If a line in the entries below includes "until", show that line.
==== Exercise data
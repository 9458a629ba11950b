//! Durable work queue with delayed visibility and at-least-once delivery
//!
//! Items move through three states:
//!
//! ```text
//! ready --dequeue--> leased --ack--> (deleted)
//!   ^                  |
//!   +---fail (retry)---+---fail (exhausted)--> dead
//!   +---visibility timeout (crash)
//! ```
//!
//! A leased item whose visibility deadline passes is handed out again, so a
//! consumer that dies mid-item never loses it. Once such an item has used up
//! its attempts it is dead-lettered instead.
//!
//! Each delivery owns the item only until its deadline. [`WorkQueue::ack`] and
//! [`WorkQueue::fail`] take the [`Delivery`] and match on the deadline, so a
//! consumer that overran its visibility timeout cannot touch a newer delivery.

use std::path::Path;
use std::sync::Arc;
use std::time::Duration;

use rusqlite::{Connection, OptionalExtension, Row, TransactionBehavior, params};
use serde::{Deserialize, Serialize};
use thiserror::Error;
use tracing::{debug, info, warn};
use uuid::Uuid;

use crate::DEFAULT_BUSY_TIMEOUT_MS;
use crate::clock::{Clock, SystemClock};

const SCHEMA: &str = "
CREATE TABLE IF NOT EXISTS items (
    id          TEXT PRIMARY KEY,
    work_key    TEXT NOT NULL,
    enqueued_at INTEGER NOT NULL,
    delay_ms    INTEGER NOT NULL,
    visible_at  INTEGER NOT NULL,
    attempts    INTEGER NOT NULL DEFAULT 0,
    state       TEXT NOT NULL,
    last_error  TEXT
);
CREATE INDEX IF NOT EXISTS items_state_visible ON items(state, visible_at);
";

const STATE_READY: &str = "ready";
const STATE_LEASED: &str = "leased";
const STATE_DEAD: &str = "dead";

const VISIBILITY_TIMEOUT_ERROR: &str = "visibility timeout";

/// Errors from queue operations
#[derive(Debug, Error)]
pub enum QueueError {
    #[error("Queue unavailable: {0}")]
    Unavailable(String),

    #[error("Queue item not found: {0}")]
    NotFound(String),
}

impl From<rusqlite::Error> for QueueError {
    fn from(err: rusqlite::Error) -> Self {
        QueueError::Unavailable(err.to_string())
    }
}

pub type QueueResult<T> = Result<T, QueueError>;

/// Redelivery policy applied by [`WorkQueue::fail`]
#[derive(Debug, Clone, Serialize, Deserialize)]
pub struct QueuePolicy {
    /// Deliveries allowed before an item is dead-lettered
    pub max_attempts: u32,
    /// First retry delay; doubles on each further attempt
    pub backoff_base: Duration,
    /// Upper bound for the retry delay
    pub backoff_max: Duration,
}

impl Default for QueuePolicy {
    fn default() -> Self {
        Self {
            max_attempts: 5,
            backoff_base: Duration::from_secs(1),
            backoff_max: Duration::from_secs(60),
        }
    }
}

impl QueuePolicy {
    /// Delay before the next delivery after `attempts` failed deliveries
    pub fn backoff(&self, attempts: u32) -> Duration {
        let exp = attempts.saturating_sub(1).min(31);
        self.backoff_base.saturating_mul(1u32 << exp).min(self.backoff_max)
    }
}

/// A unit of work waiting for, or undergoing, execution
#[derive(Debug, Clone, PartialEq, Eq, Serialize, Deserialize)]
pub struct QueueItem {
    pub id: String,
    pub work_key: String,
    pub enqueued_at_ms: i64,
    pub delay_ms: u64,
    pub attempts: u32,
    pub last_error: Option<String>,
}

impl QueueItem {
    fn from_row(row: &Row<'_>) -> rusqlite::Result<Self> {
        Ok(Self {
            id: row.get("id")?,
            work_key: row.get("work_key")?,
            enqueued_at_ms: row.get("enqueued_at")?,
            delay_ms: row.get::<_, i64>("delay_ms")? as u64,
            attempts: row.get::<_, i64>("attempts")? as u32,
            last_error: row.get("last_error")?,
        })
    }
}

/// An item handed to a consumer, hidden from others until `deadline_ms`
#[derive(Debug, Clone)]
pub struct Delivery {
    pub item: QueueItem,
    pub deadline_ms: i64,
}

/// What [`WorkQueue::fail`] decided
#[derive(Debug, Clone, PartialEq, Eq)]
pub enum FailOutcome {
    /// Redelivered after the given delay
    Retry { after: Duration },
    /// Attempts exhausted; kept for inspection only
    Dead,
    /// The delivery's deadline passed and the item was left untouched
    Stale,
}

/// Item counts by state
#[derive(Debug, Default, Clone, PartialEq, Eq, Serialize)]
pub struct QueueStats {
    /// Ready and visible now
    pub ready: u64,
    /// Ready but still inside their delay
    pub delayed: u64,
    /// Handed out and not yet acknowledged
    pub leased: u64,
    pub dead: u64,
}

/// SQLite-backed durable queue
#[derive(Debug)]
pub struct WorkQueue {
    conn: Connection,
    clock: Arc<dyn Clock>,
    policy: QueuePolicy,
}

impl WorkQueue {
    /// Open or create the queue at `path`
    pub fn open(path: impl AsRef<Path>, policy: QueuePolicy) -> QueueResult<Self> {
        Self::open_with_clock(path, policy, Arc::new(SystemClock))
    }

    pub fn open_with_clock(path: impl AsRef<Path>, policy: QueuePolicy, clock: Arc<dyn Clock>) -> QueueResult<Self> {
        let path = path.as_ref();
        debug!(path = %path.display(), ?policy, "WorkQueue::open: called");
        if let Some(parent) = path.parent()
            && !parent.as_os_str().is_empty()
        {
            std::fs::create_dir_all(parent).map_err(|e| QueueError::Unavailable(e.to_string()))?;
        }
        let conn = Connection::open(path)?;
        conn.busy_timeout(Duration::from_millis(DEFAULT_BUSY_TIMEOUT_MS))?;
        conn.pragma_update_and_check(None, "journal_mode", "WAL", |_| Ok(()))?;
        conn.execute_batch(SCHEMA)?;
        Ok(Self { conn, clock, policy })
    }

    /// Private in-memory queue (single connection; useful in tests)
    pub fn open_in_memory(policy: QueuePolicy) -> QueueResult<Self> {
        let conn = Connection::open_in_memory()?;
        conn.execute_batch(SCHEMA)?;
        Ok(Self {
            conn,
            clock: Arc::new(SystemClock),
            policy,
        })
    }

    pub fn policy(&self) -> &QueuePolicy {
        &self.policy
    }

    /// Add an item that becomes visible after `delay`
    pub fn enqueue(&mut self, work_key: &str, delay: Duration) -> QueueResult<QueueItem> {
        let now = self.clock.now_ms();
        let delay_ms = delay.as_millis() as i64;
        let item = QueueItem {
            id: Uuid::now_v7().to_string(),
            work_key: work_key.to_string(),
            enqueued_at_ms: now,
            delay_ms: delay_ms as u64,
            attempts: 0,
            last_error: None,
        };

        self.conn.execute(
            "INSERT INTO items (id, work_key, enqueued_at, delay_ms, visible_at, attempts, state)
             VALUES (?1, ?2, ?3, ?4, ?5, 0, ?6)",
            params![item.id, item.work_key, now, delay_ms, now + delay_ms, STATE_READY],
        )?;

        debug!(id = %item.id, %work_key, delay_ms, "WorkQueue::enqueue: stored");
        Ok(item)
    }

    /// Claim the next visible item, hiding it for `visibility`
    ///
    /// Leased items whose deadline has passed are eligible again unless they
    /// have used up `max_attempts`, in which case they are dead-lettered.
    pub fn dequeue(&mut self, visibility: Duration) -> QueueResult<Option<Delivery>> {
        let now = self.clock.now_ms();
        let tx = self.conn.transaction_with_behavior(TransactionBehavior::Immediate)?;

        let mut item = loop {
            let candidate = tx
                .query_row(
                    "SELECT * FROM items
                     WHERE state IN (?1, ?2) AND visible_at <= ?3
                     ORDER BY visible_at, enqueued_at, id
                     LIMIT 1",
                    params![STATE_READY, STATE_LEASED, now],
                    |row| Ok((QueueItem::from_row(row)?, row.get::<_, String>("state")?)),
                )
                .optional()?;

            let Some((item, state)) = candidate else {
                tx.commit()?;
                return Ok(None);
            };

            if state == STATE_LEASED && item.attempts >= self.policy.max_attempts {
                tx.execute(
                    "UPDATE items SET state = ?2, last_error = ?3 WHERE id = ?1",
                    params![item.id, STATE_DEAD, VISIBILITY_TIMEOUT_ERROR],
                )?;
                info!(id = %item.id, attempts = item.attempts, "WorkQueue::dequeue: dead-lettered after visibility timeout");
                continue;
            }
            break item;
        };

        let deadline_ms = now + visibility.as_millis() as i64;
        item.attempts += 1;
        tx.execute(
            "UPDATE items SET state = ?2, visible_at = ?3, attempts = ?4 WHERE id = ?1",
            params![item.id, STATE_LEASED, deadline_ms, item.attempts],
        )?;
        tx.commit()?;

        if item.attempts > 1 {
            debug!(id = %item.id, attempts = item.attempts, "WorkQueue::dequeue: redelivery");
        }
        Ok(Some(Delivery { item, deadline_ms }))
    }

    /// Acknowledge successful processing; the item is removed
    ///
    /// Returns `false` if the delivery no longer owns the item.
    pub fn ack(&mut self, delivery: &Delivery) -> QueueResult<bool> {
        let id = &delivery.item.id;
        let removed = self.conn.execute(
            "DELETE FROM items WHERE id = ?1 AND state = ?2 AND visible_at = ?3",
            params![id, STATE_LEASED, delivery.deadline_ms],
        )?;
        if removed == 0 {
            warn!(%id, "WorkQueue::ack: delivery no longer owns the item (lease expired or already acknowledged)");
        }
        Ok(removed > 0)
    }

    /// Report a failed delivery; schedules a retry or dead-letters the item
    pub fn fail(&mut self, delivery: &Delivery, error: &str) -> QueueResult<FailOutcome> {
        let id = &delivery.item.id;
        let now = self.clock.now_ms();
        let tx = self.conn.transaction_with_behavior(TransactionBehavior::Immediate)?;

        let row: Option<(i64, String, i64)> = tx
            .query_row(
                "SELECT attempts, state, visible_at FROM items WHERE id = ?1",
                params![id],
                |row| Ok((row.get(0)?, row.get(1)?, row.get(2)?)),
            )
            .optional()?;
        let (attempts, state, visible_at) = row.ok_or_else(|| QueueError::NotFound(id.to_string()))?;
        let attempts = attempts as u32;

        if state != STATE_LEASED || visible_at != delivery.deadline_ms {
            tx.commit()?;
            warn!(%id, %state, "WorkQueue::fail: delivery no longer owns the item, ignoring");
            return Ok(FailOutcome::Stale);
        }

        let outcome = if attempts >= self.policy.max_attempts {
            tx.execute(
                "UPDATE items SET state = ?2, last_error = ?3 WHERE id = ?1",
                params![id, STATE_DEAD, error],
            )?;
            FailOutcome::Dead
        } else {
            let after = self.policy.backoff(attempts);
            tx.execute(
                "UPDATE items SET state = ?2, visible_at = ?3, last_error = ?4 WHERE id = ?1",
                params![id, STATE_READY, now + after.as_millis() as i64, error],
            )?;
            FailOutcome::Retry { after }
        };
        tx.commit()?;

        match &outcome {
            FailOutcome::Dead => info!(%id, attempts, %error, "WorkQueue::fail: dead-lettered"),
            FailOutcome::Retry { after } => debug!(%id, attempts, ?after, "WorkQueue::fail: retry scheduled"),
            FailOutcome::Stale => {}
        }
        Ok(outcome)
    }

    pub fn stats(&mut self) -> QueueResult<QueueStats> {
        let now = self.clock.now_ms();
        let stats = self.conn.query_row(
            "SELECT
                COALESCE(SUM(state = ?1 AND visible_at <= ?4), 0),
                COALESCE(SUM(state = ?1 AND visible_at > ?4), 0),
                COALESCE(SUM(state = ?2), 0),
                COALESCE(SUM(state = ?3), 0)
             FROM items",
            params![STATE_READY, STATE_LEASED, STATE_DEAD, now],
            |row| {
                Ok(QueueStats {
                    ready: row.get::<_, i64>(0)? as u64,
                    delayed: row.get::<_, i64>(1)? as u64,
                    leased: row.get::<_, i64>(2)? as u64,
                    dead: row.get::<_, i64>(3)? as u64,
                })
            },
        )?;
        Ok(stats)
    }

    /// Dead-lettered items, most recent first
    pub fn dead_letters(&mut self, limit: usize) -> QueueResult<Vec<QueueItem>> {
        let mut stmt = self
            .conn
            .prepare("SELECT * FROM items WHERE state = ?1 ORDER BY enqueued_at DESC LIMIT ?2")?;
        let items = stmt
            .query_map(params![STATE_DEAD, limit as i64], QueueItem::from_row)?
            .collect::<Result<Vec<_>, _>>()?;
        Ok(items)
    }
}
========
**Answer to the problem:**
//! Each delivery owns the item only until its deadline. [`WorkQueue::ack`] and
/// An item handed to a consumer, hidden from others until `deadline_ms`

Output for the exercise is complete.